5. Under Section 263, Succession Act, the grant of a probate may be revoked if the proceedings to obtain a grant were defective in substance. When an application is made for revocation of a grant on the ground that the proceedings are defective in substance, the Court on a consideration of all the facts of the case will have to consider whether the proceedings are substantially defective. In this case, the natural guardian and father of the minor was appointed guardian ad litem. He himself received the notice. There is no evidence in this case to show that at that time, he was not looking after the interest of his own minor son. The mother of the minor was also served with a citation. She did not oppose the grant. Apparently, the father who was a resident son-in-law and knew everything about the will and was one of the attesting witnesses to the will thought that he should not waste the minor's money in opposing the grant.

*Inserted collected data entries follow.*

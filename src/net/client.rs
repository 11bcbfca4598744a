//! HTTP client wrapper: base URL, bearer attachment, 401 interception.
//!
//! DESIGN
//! ======
//! Every request goes through `dispatch`, which snapshots the session before
//! sending. A 401 clears the session only if it is still the one whose token
//! was attached, so a late 401 for an old token cannot log out a fresh login.
//! Each call is fire-once: no retries, no queueing, default timeouts.

use std::sync::Arc;

use reqwest::header::{ACCEPT, HeaderMap, HeaderValue};
use reqwest::{Method, Response};
use serde::de::DeserializeOwned;
use serde_json::Value;

use super::error::ApiError;
use crate::config::normalize_base_url;
use crate::session::{ClearReason, SessionStore};

pub(crate) enum Body<'a> {
    Empty,
    Json(Value),
    Form(&'a [(&'a str, &'a str)]),
}

#[derive(Clone)]
pub struct ApiClient {
    http: reqwest::Client,
    base_url: String,
    session: Arc<SessionStore>,
}

impl ApiClient {
    /// Build a client for `base_url` reading tokens from `session`.
    ///
    /// # Errors
    ///
    /// Returns an error if the underlying HTTP client fails to build.
    pub fn new(base_url: &str, session: Arc<SessionStore>) -> Result<Self, ApiError> {
        let mut headers = HeaderMap::new();
        headers.insert(ACCEPT, HeaderValue::from_static("application/json"));
        let http = reqwest::Client::builder()
            .default_headers(headers)
            .build()
            .map_err(|e| ApiError::HttpClientBuild(e.to_string()))?;
        Ok(Self { http, base_url: normalize_base_url(base_url), session })
    }

    #[must_use]
    pub fn base_url(&self) -> &str {
        &self.base_url
    }

    #[must_use]
    pub fn session(&self) -> &Arc<SessionStore> {
        &self.session
    }

    fn url(&self, path: &str) -> String {
        format!("{}/{}", self.base_url, path.trim_start_matches('/'))
    }

    /// Send a request with the current session token attached.
    pub(crate) async fn dispatch(&self, method: Method, path: &str, body: Body<'_>) -> Result<Response, ApiError> {
        let snapshot = self.session.snapshot();
        let mut request = self.http.request(method.clone(), self.url(path));
        if let Some(token) = &snapshot.token {
            request = request.bearer_auth(token);
        }
        request = match body {
            Body::Empty => request,
            Body::Json(value) => request.json(&value),
            Body::Form(fields) => request.form(fields),
        };

        let response = request.send().await.map_err(|e| {
            tracing::warn!(%method, path, error = %e, "api request failed");
            ApiError::Transport(e.to_string())
        })?;

        let status = response.status();
        tracing::debug!(%method, path, status = status.as_u16(), "api response");
        if status.is_success() {
            return Ok(response);
        }

        let text = response.text().await.unwrap_or_default();
        let error = ApiError::from_status(status.as_u16(), &text);
        if error.is_unauthorized() && snapshot.token.is_some() {
            tracing::info!(%method, path, "api rejected session token");
            self.session.clear_if_current(snapshot.generation, ClearReason::Unauthorized);
        }
        Err(error)
    }

    pub(crate) async fn get_json<T: DeserializeOwned>(&self, path: &str) -> Result<T, ApiError> {
        let response = self.dispatch(Method::GET, path, Body::Empty).await?;
        decode(response).await
    }

    pub(crate) async fn post_json<T: DeserializeOwned>(&self, path: &str, body: Value) -> Result<T, ApiError> {
        let response = self.dispatch(Method::POST, path, Body::Json(body)).await?;
        decode(response).await
    }

    pub(crate) async fn post_form<T: DeserializeOwned>(
        &self,
        path: &str,
        fields: &[(&str, &str)],
    ) -> Result<T, ApiError> {
        let response = self.dispatch(Method::POST, path, Body::Form(fields)).await?;
        decode(response).await
    }

    pub(crate) async fn delete(&self, path: &str) -> Result<(), ApiError> {
        self.dispatch(Method::DELETE, path, Body::Empty).await?;
        Ok(())
    }

    /// Fetch `path` with an explicit token and no 401 interception.
    ///
    /// Role verification uses this so that the caller, not the wrapper,
    /// decides what a rejected token does to the session.
    pub(crate) async fn get_json_with_token<T: DeserializeOwned>(&self, path: &str, token: &str) -> Result<T, ApiError> {
        let response = self
            .http
            .get(self.url(path))
            .bearer_auth(token)
            .send()
            .await
            .map_err(|e| ApiError::Transport(e.to_string()))?;
        let status = response.status();
        tracing::debug!(path, status = status.as_u16(), "api response (unintercepted)");
        if !status.is_success() {
            let text = response.text().await.unwrap_or_default();
            return Err(ApiError::from_status(status.as_u16(), &text));
        }
        decode(response).await
    }
}

async fn decode<T: DeserializeOwned>(response: Response) -> Result<T, ApiError> {
    let text = response.text().await.map_err(|e| ApiError::Transport(e.to_string()))?;
    // 204 / empty 2xx bodies decode as JSON null.
    let text = if text.trim().is_empty() { "null" } else { text.as_str() };
    serde_json::from_str(text).map_err(|e| ApiError::Decode(e.to_string()))
}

In view of the facts and circumstances of the ease, I am not prepared to hold that the proceedings for obtaining probate were defective in substance. The only other point urged by Mr. Bose on behalf of the appellant is that grant ought to be revoked inasmuch as the executors did not file the inventory and accounts as required by law. The trial Judge has found that there was reasonable cause for their not filing the inventory and accounts. In view of the facts and circumstances disclosed in this case, we are not prepared to say that the view taken by the District Judge is wrong. The appeal accordingly fails and is dismissed with costs hearing fee two gold mohurs, to be divided equally between the two sets of respondents.

Mohamad Akram, J.

6. I agree.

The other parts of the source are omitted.